ETF Focus: Solar Energy

Includes: GOOG, KKR, KWT, MET, TAN
by: Tom Lydon

It has been a rough few weeks for solar energy ETFs such as Guggenheim Solar ETF (NYSEARCA:TAN) and Market Vectors Solar Energy ETF (NYSEARCA:KWT).

The sector ETFs have sold off sharply after a fast start this year.

Yet investors like Warren Buffet, Google (NASDAQ:GOOG), KKR & Co. (NYSE:KKR), MetLife (NYSE:MET) and John Hancock Life Insurance have funneled more than $500 million into renewable energy in 2011, reports Christopher Martin for Bloomberg.

Solar projects now provide returns of 15%, attracting many eager investors.

"After tax, you're looking at returns in the 10 percent to 15 percent range" for solar projects, Dan Reicher, executive director of Stanford University's center for energy policy and finance, said in the article. "The beauty of solar is once you make the capital investment, you've got free fuel and very low operating costs."

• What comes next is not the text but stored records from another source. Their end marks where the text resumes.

/// Arquivo: x86/idt.rs
///
/// Propósito: Interrupt Descriptor Table (IDT) de 32 bits.
/// Liga cada vetor ao stub de entrada correspondente em `entry.rs`.
///
/// Detalhes de Implementação:
/// - `IdtEntry` segue o formato de gate i386 (8 bytes).
/// - Tabela estática de 256 entradas, mutável apenas na inicialização.
/// - `load` configura o registrador IDTR.
use core::mem::size_of;

/// Seletor do segmento de código do kernel (GDT índice 1)
pub const KERNEL_CODE_SEL: u16 = 0x08;

/// Present | Ring 0 | Interrupt Gate 32-bit
pub const GATE_KERNEL_INT32: u8 = 0x8E;
/// Present | Ring 3 | Interrupt Gate 32-bit (syscall via `int 0x80`)
pub const GATE_USER_INT32: u8 = 0xEE;

/// Entrada da IDT (8 bytes em i386)
#[derive(Debug, Clone, Copy, PartialEq, Eq)]
#[repr(C, packed)]
pub struct IdtEntry {
    base_low: u16,
    selector: u16,
    zero: u8,
    flags: u8, // 0-3: tipo do gate, 4: storage, 5-6: ring, 7: present
    base_high: u16,
}

impl IdtEntry {
    /// Cria uma entrada vazia (não presente)
    pub const fn missing() -> Self {
        Self {
            base_low: 0,
            selector: 0,
            zero: 0,
            flags: 0,
            base_high: 0,
        }
    }

    /// Cria uma entrada presente apontando para um stub
    pub const fn new(handler: u32, selector: u16, flags: u8) -> Self {
        Self {
            base_low: (handler & 0xFFFF) as u16,
            selector,
            zero: 0,
            flags,
            base_high: (handler >> 16) as u16,
        }
    }

    /// Endereço do handler codificado na entrada.
    pub fn handler(&self) -> u32 {
        (self.base_low as u32) | ((self.base_high as u32) << 16)
    }

    pub fn flags(&self) -> u8 {
        self.flags
    }
}

/// A Tabela IDT propriamente dita
#[repr(C, align(8))]
pub struct Idt {
    entries: [IdtEntry; 256],
}

impl Idt {
    pub const fn new() -> Self {
        Self {
            entries: [IdtEntry::missing(); 256],
        }
    }

    /// Define o gate do vetor indicado
    pub fn set_entry(&mut self, vector: u8, handler: u32, flags: u8) {
        self.entries[vector as usize] = IdtEntry::new(handler, KERNEL_CODE_SEL, flags);
    }

    pub fn entry(&self, vector: u8) -> IdtEntry {
        self.entries[vector as usize]
    }

    /// Carrega a IDT na CPU (lidt)
    ///
    /// # Safety
    ///
    /// A tabela deve ter tempo de vida 'static e os stubs referenciados devem existir.
    pub unsafe fn load(&'static self) {
        let descriptor = IdtDescriptor {
            limit: (size_of::<Self>() - 1) as u16,
            base: self as *const Self as usize,
        };
        core::arch::asm!("lidt [{}]", in(reg) &descriptor, options(readonly, nostack, preserves_flags));
    }
}

/// Descritor para LIDT
#[repr(C, packed)]
struct IdtDescriptor {
    limit: u16,
    base: usize,
}
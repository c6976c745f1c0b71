//! Driver do 8259 PIC (Programmable Interrupt Controller).
//!
//! Par mestre/escravo em cascata (escravo na IRQ 2 do mestre).
//!
//! # Remapeamento
//! Por padrão, o PIC usa vetores 0-15, que conflitam com exceções da CPU.
//! Remapeamos para 32-47.
//!
//! # IRQs espúrias
//! O PIC sinaliza a IRQ de menor prioridade (7 no mestre, 15 no escravo)
//! quando a requisição some antes do INTA. Nesses casos o bit correspondente
//! do ISR (In-Service Register) está zerado e NÃO se envia EOI ao chip que
//! gerou a espúria. Uma espúria do escravo ainda exige EOI no mestre, que
//! viu uma IRQ 2 legítima.

use crate::interrupts::{InterruptController, IRQ_BASE};
use crate::sync::Spinlock;

const PIC1_CMD: u16 = 0x20;
const PIC1_DATA: u16 = 0x21;
const PIC2_CMD: u16 = 0xA0;
const PIC2_DATA: u16 = 0xA1;

const PIC_EOI: u8 = 0x20;

/// OCW3: próxima leitura do comando retorna o ISR
const PIC_READ_ISR: u8 = 0x0B;

const ICW1_INIT: u8 = 0x11;
const ICW4_8086: u8 = 0x01;

/// Linha do mestre onde o escravo está ligado
const CASCADE_IRQ: u8 = 2;

/// Offset dos vetores do escravo
pub const PIC2_OFFSET: u8 = IRQ_BASE + 8;

/// Como confirmar uma IRQ, dado o ISR lido do chip.
#[derive(Debug, Clone, Copy, PartialEq, Eq)]
pub enum Ack {
    /// IRQ legítima: EOI no escravo (se for dele) e no mestre
    Eoi { slave: bool },
    /// Espúria do mestre (IRQ 7): nenhum EOI
    SpuriousMaster,
    /// Espúria do escravo (IRQ 15): EOI apenas no mestre
    SpuriousSlave,
}

/// Decide a confirmação de `irq` (0..16).
///
/// `isr` é o In-Service Register combinado (escravo nos 8 bits altos); só é
/// consultado para as linhas 7 e 15.
pub fn classify(irq: u8, isr: u16) -> Ack {
    match irq {
        7 if isr & (1 << 7) == 0 => Ack::SpuriousMaster,
        15 if isr & (1 << 15) == 0 => Ack::SpuriousSlave,
        _ => Ack::Eoi { slave: irq >= 8 },
    }
}

/// Cadeia de PICs (Master + Slave).
///
/// As máscaras ficam em cache atrás de um `Spinlock`; toda escrita nas
/// portas de dados passa por ele.
pub struct ChainedPics {
    masks: Spinlock<[u8; 2]>,
}

impl ChainedPics {
    /// Todas as linhas começam mascaradas.
    pub const fn new() -> Self {
        Self {
            masks: Spinlock::new([0xFF, 0xFF]),
        }
    }

    /// Máscaras atuais (mestre, escravo).
    pub fn masks(&self) -> [u8; 2] {
        *self.masks.lock()
    }
}

impl Default for ChainedPics {
    fn default() -> Self {
        Self::new()
    }
}

// =============================================================================
// HARDWARE
// =============================================================================

#[cfg(any(target_arch = "x86", target_arch = "x86_64"))]
mod hw {
    use super::*;
    use crate::arch::x86::ports::{inb, io_wait, outb};

    impl ChainedPics {
        /// Remapeia o par de PICs para `IRQ_BASE` / `PIC2_OFFSET`.
        ///
        /// Todas as linhas terminam mascaradas, exceto a cascata.
        pub fn init(&self) {
            crate::kdebug!("(PIC) init: Remapeando IRQs para o vetor ", IRQ_BASE);

            let mut masks = self.masks.lock();

            // ICW1: início da sequência de inicialização
            outb(PIC1_CMD, ICW1_INIT);
            io_wait();
            outb(PIC2_CMD, ICW1_INIT);
            io_wait();

            // ICW2: offsets dos vetores
            outb(PIC1_DATA, IRQ_BASE);
            io_wait();
            outb(PIC2_DATA, PIC2_OFFSET);
            io_wait();
            crate::ktrace!("(PIC) init: ICW2 offset2=", PIC2_OFFSET);

            // ICW3: cascata
            outb(PIC1_DATA, 1 << CASCADE_IRQ);
            io_wait();
            outb(PIC2_DATA, CASCADE_IRQ);
            io_wait();

            // ICW4: modo 8086
            outb(PIC1_DATA, ICW4_8086);
            io_wait();
            outb(PIC2_DATA, ICW4_8086);
            io_wait();

            *masks = [0xFF & !(1 << CASCADE_IRQ), 0xFF];
            outb(PIC1_DATA, masks[0]);
            outb(PIC2_DATA, masks[1]);

            crate::kinfo!("(PIC) Inicializado e Remapeado");
        }

        /// In-Service Register combinado (escravo nos bits altos).
        pub fn read_isr(&self) -> u16 {
            outb(PIC1_CMD, PIC_READ_ISR);
            outb(PIC2_CMD, PIC_READ_ISR);
            ((inb(PIC2_CMD) as u16) << 8) | inb(PIC1_CMD) as u16
        }

        fn write_mask(&self, irq: u8, masked: bool) {
            let mut masks = self.masks.lock();
            let (chip, port) = if irq < 8 { (0, PIC1_DATA) } else { (1, PIC2_DATA) };
            let bit = 1 << (irq % 8);

            if masked {
                masks[chip] |= bit;
            } else {
                masks[chip] &= !bit;
            }
            outb(port, masks[chip]);
        }
    }

    impl InterruptController for ChainedPics {
        fn acknowledge(&self, vector: u8) -> bool {
            let irq = vector.wrapping_sub(IRQ_BASE);
            let isr = if irq == 7 || irq == 15 { self.read_isr() } else { 0 };

            match classify(irq, isr) {
                Ack::Eoi { slave } => {
                    if slave {
                        outb(PIC2_CMD, PIC_EOI);
                    }
                    outb(PIC1_CMD, PIC_EOI);
                    false
                }
                Ack::SpuriousMaster => true,
                Ack::SpuriousSlave => {
                    outb(PIC1_CMD, PIC_EOI);
                    true
                }
            }
        }

        fn enable_line(&self, irq: u8) {
            self.write_mask(irq, false);
        }

        fn disable_line(&self, irq: u8) {
            self.write_mask(irq, true);
        }

        fn disable_all(&self) {
            let mut masks = self.masks.lock();
            *masks = [0xFF, 0xFF];
            outb(PIC1_DATA, 0xFF);
            outb(PIC2_DATA, 0xFF);
            crate::kdebug!("(PIC) Todas as IRQs mascaradas");
        }
    }
}
//! Operações de vnode.
//!
//! Backends implementam `VnodeOps` diretamente, ou preenchem uma `OpTable`
//! (ponteiros de função opcionais). Na tabela, invocar uma entrada ausente é
//! fatal: `Vnode::check` entra em pânico nomeando a operação e o nó.

use super::vnode::Vnode;
use super::OpenFlags;
use crate::sys::Errno;

/// Contrato de um backend de vnodes.
///
/// Valores de retorno são definidos pelo backend.
pub trait VnodeOps: Sync {
    fn open(&self, node: &Vnode, flags: OpenFlags) -> Result<(), Errno>;

    fn close(&self, node: &Vnode) -> Result<(), Errno>;

    /// Libera os recursos do backend quando a última referência cai.
    fn reclaim(&self, node: &Vnode) -> Result<(), Errno>;

    /// Lê a partir de `offset`. Retorna bytes lidos.
    fn read(&self, node: &Vnode, offset: u32, buf: &mut [u8]) -> Result<usize, Errno>;

    /// Escreve a partir de `offset`. Retorna bytes escritos.
    fn write(&self, node: &Vnode, offset: u32, buf: &[u8]) -> Result<usize, Errno>;

    /// Procura `name` no diretório `node`.
    fn lookup(&self, node: &Vnode, name: &str) -> Result<&'static Vnode, Errno>;
}

pub type OpenFn = fn(&Vnode, OpenFlags) -> Result<(), Errno>;
pub type CloseFn = fn(&Vnode) -> Result<(), Errno>;
pub type ReclaimFn = fn(&Vnode) -> Result<(), Errno>;
pub type ReadFn = fn(&Vnode, u32, &mut [u8]) -> Result<usize, Errno>;
pub type WriteFn = fn(&Vnode, u32, &[u8]) -> Result<usize, Errno>;
pub type LookupFn = fn(&Vnode, &str) -> Result<&'static Vnode, Errno>;

/// Tabela de operações com entradas opcionais.
#[derive(Clone, Copy)]
pub struct OpTable {
    pub open: Option<OpenFn>,
    pub close: Option<CloseFn>,
    pub reclaim: Option<ReclaimFn>,
    pub read: Option<ReadFn>,
    pub write: Option<WriteFn>,
    pub lookup: Option<LookupFn>,
}

impl OpTable {
    /// Tabela sem nenhuma operação.
    pub const EMPTY: Self = Self {
        open: None,
        close: None,
        reclaim: None,
        read: None,
        write: None,
        lookup: None,
    };
}

impl Default for OpTable {
    fn default() -> Self {
        Self::EMPTY
    }
}

impl VnodeOps for OpTable {
    fn open(&self, node: &Vnode, flags: OpenFlags) -> Result<(), Errno> {
        node.check("open", self.open)(node, flags)
    }

    fn close(&self, node: &Vnode) -> Result<(), Errno> {
        node.check("close", self.close)(node)
    }

    fn reclaim(&self, node: &Vnode) -> Result<(), Errno> {
        node.check("reclaim", self.reclaim)(node)
    }

    fn read(&self, node: &Vnode, offset: u32, buf: &mut [u8]) -> Result<usize, Errno> {
        node.check("read", self.read)(node, offset, buf)
    }

    fn write(&self, node: &Vnode, offset: u32, buf: &[u8]) -> Result<usize, Errno> {
        node.check("write", self.write)(node, offset, buf)
    }

    fn lookup(&self, node: &Vnode, name: &str) -> Result<&'static Vnode, Errno> {
        node.check("lookup", self.lookup)(node, name)
    }
}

"A solar power project with a long-term sales agreement could be viewed as a machine that generates revenue," Marty Klepper, an attorney at Skadden Arps Slate Meagher & Flom LLP, which helped arrange a solar deal for Buffett, said in the article. "It's an attractive investment for any firm, not just those in energy."

Solar power is viewed as a long-term investment, similar to some bonds. Additionally, the investments also function like infrastructure projects, with cash flows comparable to toll roads, bridges or piplines, Stefan Heck, a director at McKinsey & Co. said.

Once a project is off the ground, investors can earn returns "higher than most bonds," Heck said. "There are a lot of pension funds with long-term horizons that are very interested in this space."

"Solar is now bankable," Arno Harris, chief executive officer of Sharp Corp.'s renewable power development unit Recurrent Energy, said. "When solar was perceived as more risky it required a premium," and now it's "becoming part of a much broader capital market."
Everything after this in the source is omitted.